_Work to complete_
Search the material for the string "ServerInfo", then return every line where it is found.

____

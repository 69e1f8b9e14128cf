//! Child process owned by a mount.
//!
//! A subprocess keeps running if the task managing it disappears, so it is
//! an external resource: release must finish even if the caller is
//! cancelled.

use crate::compositor::domain::CompositorDomainError;
use crate::compositor::ports::{OwnedResource, Persistence, ReleaseError, ReleaseResult};
use async_trait::async_trait;
use std::process::Stdio;
use std::time::{Duration, Instant};
use tokio::process::{Child, Command};
use tokio::sync::Mutex;
use tracing::debug;

const DEFAULT_EXIT_GRACE: Duration = Duration::from_secs(2);
const BLOCKING_POLL_INTERVAL: Duration = Duration::from_millis(10);

/// Program and arguments for a child process.
#[derive(Debug, Clone, PartialEq, Eq)]
pub struct ProcessCommand {
    program: String,
    args: Vec<String>,
}

impl ProcessCommand {
    /// Creates a command for `program`.
    ///
    /// # Errors
    ///
    /// Returns [`CompositorDomainError::EmptyCommand`] when the program is
    /// blank.
    pub fn new(program: impl Into<String>) -> Result<Self, CompositorDomainError> {
        let trimmed = program.into().trim().to_owned();
        if trimmed.is_empty() {
            return Err(CompositorDomainError::EmptyCommand);
        }
        Ok(Self {
            program: trimmed,
            args: Vec::new(),
        })
    }

    /// Appends one argument.
    #[must_use]
    pub fn arg(mut self, arg: impl Into<String>) -> Self {
        self.args.push(arg.into());
        self
    }

    /// Appends several arguments.
    #[must_use]
    pub fn args<I, S>(mut self, args: I) -> Self
    where
        I: IntoIterator<Item = S>,
        S: Into<String>,
    {
        self.args.extend(args.into_iter().map(Into::into));
        self
    }

    /// Returns the program.
    #[must_use]
    pub fn program(&self) -> &str {
        &self.program
    }
}

/// A spawned child process, killed and reaped on release.
#[derive(Debug)]
pub struct ChildProcessResource {
    label: String,
    pid: Option<u32>,
    exit_grace: Duration,
    child: Mutex<Child>,
}

impl ChildProcessResource {
    /// Spawns `command` with null stdio.
    ///
    /// # Errors
    ///
    /// Returns the spawn error.
    pub fn spawn(command: &ProcessCommand) -> std::io::Result<Self> {
        let child = Command::new(&command.program)
            .args(&command.args)
            .stdin(Stdio::null())
            .stdout(Stdio::null())
            .stderr(Stdio::null())
            .kill_on_drop(true)
            .spawn()?;
        Ok(Self::from_child(command.program(), child))
    }

    /// Takes ownership of an already spawned child.
    #[must_use]
    pub fn from_child(name: &str, child: Child) -> Self {
        let pid = child.id();
        let label = pid.map_or_else(
            || format!("process:{name}"),
            |id| format!("process:{name}:{id}"),
        );
        Self {
            label,
            pid,
            exit_grace: DEFAULT_EXIT_GRACE,
            child: Mutex::new(child),
        }
    }

    /// Sets how long release waits for the process to exit after the kill.
    #[must_use]
    pub const fn with_exit_grace(mut self, grace: Duration) -> Self {
        self.exit_grace = grace;
        self
    }

    /// Returns the OS process id observed at spawn.
    #[must_use]
    pub const fn pid(&self) -> Option<u32> {
        self.pid
    }

    /// Returns whether the process has not exited yet.
    ///
    /// # Errors
    ///
    /// Returns the OS error from polling the process.
    pub async fn is_running(&self) -> std::io::Result<bool> {
        Ok(self.child.lock().await.try_wait()?.is_none())
    }

    /// Sends the kill signal unless the process already exited.
    ///
    /// Returns `true` when the process had already exited.
    fn signal(&self, child: &mut Child) -> ReleaseResult<bool> {
        if child.try_wait().map_err(ReleaseError::failed)?.is_some() {
            return Ok(true);
        }
        child.start_kill().map_err(ReleaseError::failed)?;
        debug!(resource = %self.label, "sent kill to child process");
        Ok(false)
    }
}

#[async_trait]
impl OwnedResource for ChildProcessResource {
    fn label(&self) -> &str {
        &self.label
    }

    fn persistence(&self) -> Persistence {
        Persistence::External
    }

    async fn release(&self) -> ReleaseResult<()> {
        let mut child = self.child.lock().await;
        if self.signal(&mut child)? {
            return Ok(());
        }
        match tokio::time::timeout(self.exit_grace, child.wait()).await {
            Ok(status) => status.map(|_| ()).map_err(ReleaseError::failed),
            Err(_) => Err(ReleaseError::StillRunning(self.label.clone())),
        }
    }

    fn release_blocking(&self) -> ReleaseResult<()> {
        let mut child = self.child.blocking_lock();
        if self.signal(&mut child)? {
            return Ok(());
        }
        let deadline = Instant::now() + self.exit_grace;
        loop {
            if child.try_wait().map_err(ReleaseError::failed)?.is_some() {
                return Ok(());
            }
            if Instant::now() >= deadline {
                return Err(ReleaseError::StillRunning(self.label.clone()));
            }
            std::thread::sleep(BLOCKING_POLL_INTERVAL);
        }
    }
}
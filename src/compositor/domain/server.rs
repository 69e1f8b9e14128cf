//! Handshake metadata and resource value objects reported by child servers.

use serde::{Deserialize, Serialize};

/// Resource features a child server advertises during the handshake.
#[derive(Debug, Clone, Copy, Default, PartialEq, Eq, Serialize, Deserialize)]
pub struct ResourceCapabilities {
    /// The server accepts per-resource subscriptions.
    pub subscribe: bool,
    /// The server reports resource list changes.
    pub list_changed: bool,
}

/// Metadata for one operation a child server exposes.
#[derive(Debug, Clone, PartialEq, Eq, Serialize, Deserialize)]
pub struct ToolDescriptor {
    /// Unprefixed operation name.
    pub name: String,
    /// Human-readable description.
    pub description: String,
}

impl ToolDescriptor {
    /// Creates a tool descriptor.
    #[must_use]
    pub fn new(name: impl Into<String>, description: impl Into<String>) -> Self {
        Self {
            name: name.into(),
            description: description.into(),
        }
    }
}

/// Result of a successful child handshake.
#[derive(Debug, Clone, PartialEq, Eq, Serialize, Deserialize)]
pub struct ServerInfo {
    /// Server-reported name.
    pub name: String,
    /// Server-reported version.
    pub version: String,
    /// Optional usage instructions.
    pub instructions: Option<String>,
    /// Operations the server exposes.
    pub tools: Vec<ToolDescriptor>,
    /// Resource capabilities, or `None` when the server exposes no
    /// resources.
    pub resources: Option<ResourceCapabilities>,
}

impl ServerInfo {
    /// Creates handshake metadata without tools or resources.
    #[must_use]
    pub fn new(name: impl Into<String>, version: impl Into<String>) -> Self {
        Self {
            name: name.into(),
            version: version.into(),
            instructions: None,
            tools: Vec::new(),
            resources: None,
        }
    }

    /// Sets usage instructions.
    #[must_use]
    pub fn with_instructions(mut self, instructions: impl Into<String>) -> Self {
        self.instructions = Some(instructions.into());
        self
    }

    /// Replaces the tool list.
    #[must_use]
    pub fn with_tools(mut self, tools: impl IntoIterator<Item = ToolDescriptor>) -> Self {
        self.tools = tools.into_iter().collect();
        self
    }

    /// Advertises resource capabilities.
    #[must_use]
    pub const fn with_resources(mut self, capabilities: ResourceCapabilities) -> Self {
        self.resources = Some(capabilities);
        self
    }
}

/// A resource listed by a child server.
#[derive(Debug, Clone, PartialEq, Eq, Serialize, Deserialize)]
pub struct ResourceDescriptor {
    /// Unprefixed resource URI.
    pub uri: String,
    /// Display name.
    pub name: String,
    /// Optional MIME type.
    pub mime_type: Option<String>,
}

impl ResourceDescriptor {
    /// Creates a resource descriptor without a MIME type.
    #[must_use]
    pub fn new(uri: impl Into<String>, name: impl Into<String>) -> Self {
        Self {
            uri: uri.into(),
            name: name.into(),
            mime_type: None,
        }
    }

    /// Sets the MIME type.
    #[must_use]
    pub fn with_mime_type(mut self, mime_type: impl Into<String>) -> Self {
        self.mime_type = Some(mime_type.into());
        self
    }
}

/// A parameterised resource family listed by a child server.
#[derive(Debug, Clone, PartialEq, Eq, Serialize, Deserialize)]
pub struct ResourceTemplate {
    /// RFC 6570 URI template.
    pub uri_template: String,
    /// Display name.
    pub name: String,
    /// Optional description.
    pub description: Option<String>,
    /// Optional MIME type of matching resources.
    pub mime_type: Option<String>,
}

impl ResourceTemplate {
    /// Creates a template without description or MIME type.
    #[must_use]
    pub fn new(uri_template: impl Into<String>, name: impl Into<String>) -> Self {
        Self {
            uri_template: uri_template.into(),
            name: name.into(),
            description: None,
            mime_type: None,
        }
    }

    /// Sets the description.
    #[must_use]
    pub fn with_description(mut self, description: impl Into<String>) -> Self {
        self.description = Some(description.into());
        self
    }
}

/// One content part returned when reading a resource.
#[derive(Debug, Clone, PartialEq, Eq, Serialize, Deserialize)]
#[serde(tag = "kind", rename_all = "snake_case")]
pub enum ResourceContents {
    /// UTF-8 text content.
    Text {
        /// Resource URI.
        uri: String,
        /// Optional MIME type.
        mime_type: Option<String>,
        /// Text body.
        text: String,
    },
    /// Binary content, base64 encoded.
    Blob {
        /// Resource URI.
        uri: String,
        /// Optional MIME type.
        mime_type: Option<String>,
        /// Base64 body.
        blob: String,
    },
}

impl ResourceContents {
    /// Creates a text part without a MIME type.
    #[must_use]
    pub fn text(uri: impl Into<String>, text: impl Into<String>) -> Self {
        Self::Text {
            uri: uri.into(),
            mime_type: None,
            text: text.into(),
        }
    }

    /// Returns the part's URI.
    #[must_use]
    pub fn uri(&self) -> &str {
        match self {
            Self::Text { uri, .. } | Self::Blob { uri, .. } => uri,
        }
    }

    /// Returns the part's MIME type.
    #[must_use]
    pub fn mime_type(&self) -> Option<&str> {
        match self {
            Self::Text { mime_type, .. } | Self::Blob { mime_type, .. } => mime_type.as_deref(),
        }
    }

    /// Returns the bytes windowing operates on: UTF-8 for text, the base64
    /// string for blobs.
    #[must_use]
    pub fn window_bytes(&self) -> &[u8] {
        match self {
            Self::Text { text, .. } => text.as_bytes(),
            Self::Blob { blob, .. } => blob.as_bytes(),
        }
    }

    /// Returns whether the part is text.
    #[must_use]
    pub const fn is_text(&self) -> bool {
        matches!(self, Self::Text { .. })
    }
}
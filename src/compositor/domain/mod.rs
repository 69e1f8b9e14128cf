//! Domain model for the tool-server compositor.
//!
//! Value types only: validated prefixes, lifecycle states, change events,
//! handshake metadata, and introspection snapshots. Nothing here performs
//! I/O or holds a lock.

mod error;
mod event;
mod ids;
mod naming;
mod server;
mod snapshot;
mod state;

pub use error::CompositorDomainError;
pub use event::{ChangeEvent, MountChange, Notification};
pub use ids::{ADMIN_PREFIX, META_PREFIX, MountId, MountPrefix, RESOURCES_PREFIX};
pub use naming::{NAME_SEPARATOR, QualifiedTool, qualify, strip_prefix};
pub use server::{
    ResourceCapabilities, ResourceContents, ResourceDescriptor, ResourceTemplate, ServerInfo,
    ToolDescriptor,
};
pub use snapshot::{
    MountSnapshot, ResourceLeak, ShutdownReport, TeardownFailure, TeardownFailureKind,
};
pub use state::{CompositorState, MountState};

____

_Solution to this problem_
pub struct ServerInfo {
impl ServerInfo {
    ResourceCapabilities, ResourceContents, ResourceDescriptor, ResourceTemplate, ServerInfo,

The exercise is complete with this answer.